04 maio, 2014

Geração sentada, conversando na esplanada - 61 (seremos a mãe que tivemos)

(ler conversa anterior) 
Estou sózinho no mar largo
Sem medo à noite cerrada
O minha mãe minha mãe
O minha mãe minha amada

José Afonso (ouvir)

Por vezes, da alma me sai  
Falando a quem quero bem
Sou mais que teu pai
Sou quase tua mãe
Rogério Pereira

Quem estava não tinha procurado a praia e fazia o que sempre ali se fazia, conversava. Conversava, de tudo e de nada até que, pela frequência com que passavam flores, o velho engenheiro, comentou o dia e o negócio que proporciona, dissertando pelo consumismo.
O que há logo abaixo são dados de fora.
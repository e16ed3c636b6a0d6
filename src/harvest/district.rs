use crate::error::HarvestError;
use crate::harvest::config::GeocodeConfig;
use crate::harvest::feed::RawMessage;
use crate::harvest::xml;
use anyhow::Result;
use reqwest::blocking::Client;
use serde_json::Value;
use std::time::Duration;

/// Location fields consulted for the lookup query, most specific first.
pub const LOCATION_PREFERENCE: [&str; 3] = ["NEAR_LANDMARK_CN", "LOCATION_CN", "DIRECTION_CN"];

const DISTRICT_PATH: [&str; 6] = [
    "AddressLookupResult",
    "SuggestedAddress",
    "Address",
    "PremisesAddress",
    "ChiPremisesAddress",
    "ChiDistrict",
];
const DISTRICT_FIELD: &str = "DcDistrict";

pub trait DistrictLookup {
    /// District name of the best address match for free text `query`.
    fn lookup(&self, query: &str) -> Result<String, HarvestError>;

    /// A disabled resolver is never asked; incidents get no district.
    fn enabled(&self) -> bool {
        true
    }
}

/// First non-empty location text of a raw message, if any.
pub fn location_query(message: &RawMessage) -> Option<&str> {
    LOCATION_PREFERENCE.iter().find_map(|field| {
        message
            .get(*field)
            .and_then(Value::as_str)
            .map(str::trim)
            .filter(|s| !s.is_empty())
    })
}

/// Resolve a district; no lookup is made without location text or while
/// lookups are switched off.
pub fn resolve(
    lookup: &dyn DistrictLookup,
    location: Option<&str>,
) -> Result<Option<String>, HarvestError> {
    if !lookup.enabled() {
        return Ok(None);
    }
    let Some(query) = location.map(str::trim).filter(|s| !s.is_empty()) else {
        return Ok(None);
    };
    lookup.lookup(query).map(Some)
}

/// Address lookup service returning XML address suggestions.
pub struct AddressLookup {
    client: Client,
    url: String,
    language: String,
    max_results: u32,
    result_type: u32,
}

impl AddressLookup {
    pub fn new(cfg: &GeocodeConfig, timeout_secs: u64) -> Result<Self> {
        let client = Client::builder()
            .timeout(Duration::from_secs(timeout_secs))
            .build()?;
        Ok(Self {
            client,
            url: cfg.lookup_url.clone(),
            language: cfg.language.clone(),
            max_results: cfg.max_results,
            result_type: cfg.result_type,
        })
    }
}

impl DistrictLookup for AddressLookup {
    fn lookup(&self, query: &str) -> Result<String, HarvestError> {
        let max_results = self.max_results.to_string();
        let result_type = self.result_type.to_string();
        let response = self
            .client
            .post(&self.url)
            .header("Accept-Language", &self.language)
            .form(&[
                ("q", query),
                ("n", max_results.as_str()),
                ("t", result_type.as_str()),
            ])
            .send()
            .map_err(|err| HarvestError::lookup(query, err))?;
        if !response.status().is_success() {
            return Err(HarvestError::lookup(
                query,
                format!("lookup responded with status {}", response.status()),
            ));
        }
        let body = response
            .bytes()
            .map_err(|err| HarvestError::lookup(query, err))?;
        extract_district(query, &body)
    }
}

/// Used when district lookup is switched off in config.
pub struct NoLookup;

impl DistrictLookup for NoLookup {
    fn lookup(&self, query: &str) -> Result<String, HarvestError> {
        Err(HarvestError::lookup(query, "district lookup disabled"))
    }

    fn enabled(&self) -> bool {
        false
    }
}

pub fn extract_district(query: &str, body: &[u8]) -> Result<String, HarvestError> {
    let tree = xml::to_tree(&xml::repair(body)).map_err(|err| HarvestError::lookup(query, err))?;

    let mut node = &tree;
    for key in DISTRICT_PATH {
        node = first(node.get(key))
            .ok_or_else(|| HarvestError::lookup(query, format!("response missing {key}")))?;
    }
    node.get(DISTRICT_FIELD)
        .and_then(Value::as_str)
        .map(str::trim)
        .filter(|s| !s.is_empty())
        .map(ToOwned::to_owned)
        .ok_or_else(|| HarvestError::lookup(query, format!("response missing {DISTRICT_FIELD}")))
}

fn first(node: Option<&Value>) -> Option<&Value> {
    match node? {
        Value::Array(items) => items.first(),
        Value::Null => None,
        other => Some(other),
    }
}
Depois falámos de mães e de mulheres, de mulheres e de mães, a seguir de nossas filhas e das mães delas. Não falámos de nós a não ser por falarmos delas e percebemos quanto as admirávamos sem lhes endereçar um só adjectivo e ficando os elogios perdidos no que cada um ao outro contava. Antes de irmos, cada um à sua vida, deixámos quase sentenças:
- "Somos a mãe que tivemos", sentenciou ele.
- "Não é mãe quem quer, mas quem soube ser", disse, antes de me despedir.